Slashdot Mirror


(Useful) Stupid Regex Tricks?

careysb writes to mention that in the same vein as '*nix tricks' and 'VIM tricks', it would be nice to see one on regular expressions and the programs that use them. What amazingly cool tricks have people discovered with respect to regular expressions in everyday life as a developer or power user?"

7 of 516 comments (clear)

  1. New Slashot Section by Frankie70 · · Score: 5, Interesting

    Maybe we should have a new section for "Useful Stupid Tricks" on Slashdot.

  2. Re:How about by Anonymous Coward · · Score: 5, Interesting

    I actually like these. Nice little highly enriched concentrations of geekery on a single page.
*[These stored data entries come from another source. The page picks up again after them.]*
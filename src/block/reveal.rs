//! One-shot scroll reveal.
//!
//! ```text
//! Unobserved --install--> Watching --visible--> Revealed
//! ```
//!
//! `Revealed` is terminal: the class stays, the subscription is dropped,
//! and later entries are ignored. A host without intersection support
//! leaves the animator in `Unobserved` for good.

use tracing::{debug, trace};

use crate::config::{ANIMATE_IN_CLASS, QuoteConfig};
use crate::dom::{ArenaDom, ArenaNodeId};
use crate::observe::{IntersectionEntry, IntersectionOptions, VisibilityObserver};

#[derive(Debug, Clone, Copy, PartialEq, Eq)]
pub enum RevealState {
    Unobserved,
    Watching,
    Revealed,
}

#[derive(Debug, Clone, Copy, PartialEq)]
pub struct RevealAnimator {
    target: ArenaNodeId,
    options: IntersectionOptions,
    state: RevealState,
}

impl RevealAnimator {
    pub fn new(target: ArenaNodeId, config: &QuoteConfig) -> Self {
        Self {
            target,
            options: IntersectionOptions::reveal(config),
            state: RevealState::Unobserved,
        }
    }

    pub fn target(&self) -> ArenaNodeId {
        self.target
    }

    pub fn options(&self) -> IntersectionOptions {
        self.options
    }

    pub fn state(&self) -> RevealState {
        self.state
    }

    /// Subscribe to visibility changes. Only meaningful from `Unobserved`;
    /// returns whether the animator is now watching.
    pub fn install<V>(&mut self, observer: &mut V) -> bool
    where
        V: VisibilityObserver + ?Sized,
    {
        if self.state != RevealState::Unobserved {
            return self.state == RevealState::Watching;
        }
        if observer.observe_visibility(self.target, self.options) {
            self.state = RevealState::Watching;
            true
        } else {
            trace!(block = self.target.0, "intersection observation unavailable");
            false
        }
    }

    /// Apply a visibility entry. On the first visible entry the block gets
    /// [`ANIMATE_IN_CLASS`] and the subscription is dropped. Returns
    /// whether this entry revealed the block.
    pub fn on_intersection<V>(
        &mut self,
        dom: &mut ArenaDom,
        entry: &IntersectionEntry,
        observer: &mut V,
    ) -> bool
    where
        V: VisibilityObserver + ?Sized,
    {
        if entry.target != self.target
            || self.state != RevealState::Watching
            || !entry.is_intersecting
        {
            return false;
        }

        dom.add_class(self.target, ANIMATE_IN_CLASS);
        observer.unobserve_visibility(self.target);
        self.state = RevealState::Revealed;
        debug!(
            block = self.target.0,
            ratio = entry.intersection_ratio,
            "quote block revealed"
        );
        true
    }
}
Think how long it might take to round up the sort of stuff that appears here by Googling.

    Turing word: insipid
    In a sentence: You find this page insipid but I find it inspiring.

  3. Match a library call number by Gulthek · · Score: 4, Interesting

    Here's a chunk of perl script I wrote (years ago) that determines if $text matches any of the styles of library call number that I've ever encountered.

    Slashcode is interestingly interpreting my formatting, but you should get the gist.


    $text =~ /
            ^[A-Z]+ # starts with at least one capital letter
            \s? # followed by an optional space
            \d+ # followed by one or more digits /x
        or $text =~ /
            ^\d+ # starts with one or more digits
            \. # followed by a single decimal /x
        or $text =~ /
            \d+ # starts with one or more digits
            \s # and a space /x
        or $text =~ /
            Thesis # starts with "Thesis" .+ # with one or more characters of any kind
            \d{4} # then four numbers - year
            \s+ # separated by at least one space
            [A-Z]+ # from one or more capital letters
            \d+ # followed by one or more numbers /xi # case ignored here in case we run into THESIS or thesis
        or $text =~ /
            \d+ # starts with one or more digits
            \- # connected with a dash
            \d+ # to one or more following digits /x
        or $text =~ /
            \d+ # starts with one or more digits
              # followed by a space
            [A-Z]* #followed by zero or more capital letters
        \d+ # followed by one or more digits /x

  4. Be lazy! by subreality · · Score: 4, Interesting

    OK, you asked for stupid tricks, but this one's just plain lazy.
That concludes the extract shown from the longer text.